■ INFORMATION PROVIDED
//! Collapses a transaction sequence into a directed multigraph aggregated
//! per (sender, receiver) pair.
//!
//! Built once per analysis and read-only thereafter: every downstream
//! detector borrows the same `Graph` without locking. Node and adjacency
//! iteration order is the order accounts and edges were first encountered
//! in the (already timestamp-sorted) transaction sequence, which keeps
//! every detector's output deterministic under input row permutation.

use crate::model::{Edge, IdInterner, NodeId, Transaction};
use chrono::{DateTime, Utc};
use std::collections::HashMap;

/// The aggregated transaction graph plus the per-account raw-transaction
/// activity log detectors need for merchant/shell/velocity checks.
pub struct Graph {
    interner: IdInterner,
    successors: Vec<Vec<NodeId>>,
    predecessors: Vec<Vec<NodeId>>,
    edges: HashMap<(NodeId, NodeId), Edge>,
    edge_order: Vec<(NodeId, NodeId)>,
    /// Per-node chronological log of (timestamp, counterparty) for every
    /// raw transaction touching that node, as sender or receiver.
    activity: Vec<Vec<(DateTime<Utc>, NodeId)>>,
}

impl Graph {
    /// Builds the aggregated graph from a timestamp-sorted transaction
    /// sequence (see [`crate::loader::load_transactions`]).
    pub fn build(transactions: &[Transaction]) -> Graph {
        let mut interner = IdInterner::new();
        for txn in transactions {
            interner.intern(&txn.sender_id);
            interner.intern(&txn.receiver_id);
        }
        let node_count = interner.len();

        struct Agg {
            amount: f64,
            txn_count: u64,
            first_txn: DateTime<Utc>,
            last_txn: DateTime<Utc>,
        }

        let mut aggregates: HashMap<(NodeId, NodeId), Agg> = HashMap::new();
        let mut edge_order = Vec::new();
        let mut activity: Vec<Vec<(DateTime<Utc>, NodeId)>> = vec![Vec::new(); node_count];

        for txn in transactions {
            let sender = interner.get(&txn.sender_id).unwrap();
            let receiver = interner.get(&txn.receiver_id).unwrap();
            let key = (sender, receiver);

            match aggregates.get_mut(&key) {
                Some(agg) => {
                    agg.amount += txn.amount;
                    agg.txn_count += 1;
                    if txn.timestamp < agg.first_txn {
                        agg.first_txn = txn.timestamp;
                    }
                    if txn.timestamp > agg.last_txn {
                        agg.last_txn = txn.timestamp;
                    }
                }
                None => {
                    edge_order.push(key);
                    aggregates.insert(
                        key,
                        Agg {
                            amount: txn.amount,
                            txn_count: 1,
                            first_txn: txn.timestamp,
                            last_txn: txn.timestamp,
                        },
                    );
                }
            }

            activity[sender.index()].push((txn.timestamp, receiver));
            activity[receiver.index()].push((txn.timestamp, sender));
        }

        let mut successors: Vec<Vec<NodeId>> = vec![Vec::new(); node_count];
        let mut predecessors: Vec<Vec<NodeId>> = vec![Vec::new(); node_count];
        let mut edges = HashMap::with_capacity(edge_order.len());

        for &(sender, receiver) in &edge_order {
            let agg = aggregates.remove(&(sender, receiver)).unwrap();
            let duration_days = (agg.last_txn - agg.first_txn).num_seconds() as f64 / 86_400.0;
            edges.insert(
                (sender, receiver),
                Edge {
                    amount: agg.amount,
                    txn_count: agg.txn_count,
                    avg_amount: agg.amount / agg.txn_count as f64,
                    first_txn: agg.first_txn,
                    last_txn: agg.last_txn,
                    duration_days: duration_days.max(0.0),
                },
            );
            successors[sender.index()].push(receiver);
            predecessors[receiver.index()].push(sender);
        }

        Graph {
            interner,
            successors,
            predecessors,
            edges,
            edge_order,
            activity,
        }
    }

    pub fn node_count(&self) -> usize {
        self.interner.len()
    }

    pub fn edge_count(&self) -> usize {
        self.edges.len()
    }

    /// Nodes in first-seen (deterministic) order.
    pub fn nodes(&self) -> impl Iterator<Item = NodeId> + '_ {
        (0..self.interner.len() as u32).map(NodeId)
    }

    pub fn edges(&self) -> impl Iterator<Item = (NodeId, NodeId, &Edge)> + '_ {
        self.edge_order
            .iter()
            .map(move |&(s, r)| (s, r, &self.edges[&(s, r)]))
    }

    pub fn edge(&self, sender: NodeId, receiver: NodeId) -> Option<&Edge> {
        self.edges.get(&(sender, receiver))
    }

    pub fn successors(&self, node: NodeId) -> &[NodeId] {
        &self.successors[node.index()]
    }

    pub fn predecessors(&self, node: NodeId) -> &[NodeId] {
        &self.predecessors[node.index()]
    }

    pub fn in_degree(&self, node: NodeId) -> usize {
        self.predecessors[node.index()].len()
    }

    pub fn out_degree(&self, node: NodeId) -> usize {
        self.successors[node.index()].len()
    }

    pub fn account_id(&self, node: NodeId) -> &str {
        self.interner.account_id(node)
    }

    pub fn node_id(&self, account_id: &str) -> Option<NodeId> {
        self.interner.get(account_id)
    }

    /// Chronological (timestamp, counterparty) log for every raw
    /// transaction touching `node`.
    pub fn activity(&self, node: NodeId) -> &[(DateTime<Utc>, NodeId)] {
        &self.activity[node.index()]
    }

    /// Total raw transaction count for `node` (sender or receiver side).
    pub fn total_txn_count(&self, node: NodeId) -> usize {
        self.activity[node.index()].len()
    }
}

■ EXERCISE
Take the lines from the start of the records through the line holding "the per-account raw-transaction", both included, and please print them exactly, with nothing else.

■ EXERCISE ANSWER
//! Collapses a transaction sequence into a directed multigraph aggregated
//! per (sender, receiver) pair.
//!
//! Built once per analysis and read-only thereafter: every downstream
//! detector borrows the same `Graph` without locking. Node and adjacency
//! iteration order is the order accounts and edges were first encountered
//! in the (already timestamp-sorted) transaction sequence, which keeps
//! every detector's output deterministic under input row permutation.

use crate::model::{Edge, IdInterner, NodeId, Transaction};
use chrono::{DateTime, Utc};
use std::collections::HashMap;

/// The aggregated transaction graph plus the per-account raw-transaction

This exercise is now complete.